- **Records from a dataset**
──────────────────────────────

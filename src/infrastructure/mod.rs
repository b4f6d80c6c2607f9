//! Infrastructure layer module
//!
//! Process-wide concerns that sit outside the core:
//! - Configuration management (figment)
//! - Logging infrastructure (tracing-subscriber, tracing-appender)

pub mod config;
pub mod logging;
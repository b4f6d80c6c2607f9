//! Global tracing subscriber setup.

use std::io;
use std::path::Path;

use anyhow::{Context, Result};
use tracing::level_filters::LevelFilter;
use tracing_appender::non_blocking::WorkerGuard;
use tracing_appender::rolling::{self, RollingFileAppender};
use tracing_subscriber::layer::SubscriberExt;
use tracing_subscriber::util::SubscriberInitExt;
use tracing_subscriber::{EnvFilter, Layer, Registry};

use super::config::{LogConfig, LogFormat, RotationPolicy};

const LOG_FILE_PREFIX: &str = "rehearse.log";

type BoxedLayer = Box<dyn Layer<Registry> + Send + Sync>;

/// Handle to the installed global subscriber. Dropping it flushes and stops
/// the background file writer, so hold it until `main` returns.
pub struct LogHandle {
    file_writer: Option<WorkerGuard>,
}

impl LogHandle {
    /// Install the global subscriber described by `config`.
    ///
    /// Console records go to stderr; stdout belongs to command output.
    /// `RUST_LOG` directives take precedence over the configured level.
    pub fn init(config: &LogConfig) -> Result<Self> {
        let filter = EnvFilter::builder()
            .with_default_directive(level_filter(&config.level)?.into())
            .from_env_lossy();

        let mut layers = vec![console_layer(config.format, filter.clone())];
        let file_writer = config.log_dir.as_deref().map(|dir| {
            let (layer, guard) = file_layer(dir, config.rotation, filter);
            layers.push(layer);
            guard
        });

        tracing_subscriber::registry()
            .with(layers)
            .try_init()
            .context("a global tracing subscriber is already installed")?;

        tracing::debug!(
            level = %config.level,
            format = ?config.format,
            log_dir = ?config.log_dir,
            "logging ready"
        );
        Ok(Self { file_writer })
    }

    /// True when a file layer is installed.
    pub fn writes_files(&self) -> bool {
        self.file_writer.is_some()
    }
}

fn console_layer(format: LogFormat, filter: EnvFilter) -> BoxedLayer {
    let base = tracing_subscriber::fmt::layer().with_writer(io::stderr);
    match format {
        LogFormat::Json => base
            .json()
            .with_current_span(true)
            .with_span_list(true)
            .with_filter(filter)
            .boxed(),
        LogFormat::Pretty => base.compact().with_target(false).with_filter(filter).boxed(),
    }
}

/// Rolling JSON file output, written from a background thread.
fn file_layer(dir: &Path, rotation: RotationPolicy, filter: EnvFilter) -> (BoxedLayer, WorkerGuard) {
    let appender: RollingFileAppender = match rotation {
        RotationPolicy::Daily => rolling::daily(dir, LOG_FILE_PREFIX),
        RotationPolicy::Hourly => rolling::hourly(dir, LOG_FILE_PREFIX),
        RotationPolicy::Never => rolling::never(dir, LOG_FILE_PREFIX),
    };
    let (writer, guard) = tracing_appender::non_blocking(appender);

    let layer = tracing_subscriber::fmt::layer()
        .json()
        .with_writer(writer)
        .with_ansi(false)
        .with_current_span(true)
        .with_thread_ids(true)
        .with_file(true)
        .with_line_number(true)
        .with_filter(filter)
        .boxed();
    (layer, guard)
}

fn level_filter(level: &str) -> Result<LevelFilter> {
    level
        .parse::<LevelFilter>()
        .with_context(|| format!("unknown log level `{level}`"))
}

──────────────────────────────

Lines from the top of the entries above to the line that contains "pub fn init(config: &LogConfig)" should be set down exactly, please, with both ends kept and nothing added.

- **Answer section**
filename src/infrastructure/mod.rs
repository b4f6d80c6c2607f9
//! Infrastructure layer module
//!
//! Process-wide concerns that sit outside the core:
//! - Configuration management (figment)
//! - Logging infrastructure (tracing-subscriber, tracing-appender)

pub mod config;
pub mod logging;
repository b4f6d80c6c2607f9
//! Global tracing subscriber setup.

use std::io;
use std::path::Path;

use anyhow::{Context, Result};
use tracing::level_filters::LevelFilter;
use tracing_appender::non_blocking::WorkerGuard;
use tracing_appender::rolling::{self, RollingFileAppender};
use tracing_subscriber::layer::SubscriberExt;
use tracing_subscriber::util::SubscriberInitExt;
use tracing_subscriber::{EnvFilter, Layer, Registry};

use super::config::{LogConfig, LogFormat, RotationPolicy};

const LOG_FILE_PREFIX: &str = "rehearse.log";

type BoxedLayer = Box<dyn Layer<Registry> + Send + Sync>;

/// Handle to the installed global subscriber. Dropping it flushes and stops
/// the background file writer, so hold it until `main` returns.
pub struct LogHandle {
    file_writer: Option<WorkerGuard>,
}

impl LogHandle {
    /// Install the global subscriber described by `config`.
    ///
    /// Console records go to stderr; stdout belongs to command output.
    /// `RUST_LOG` directives take precedence over the configured level.
    pub fn init(config: &LogConfig) -> Result<Self> {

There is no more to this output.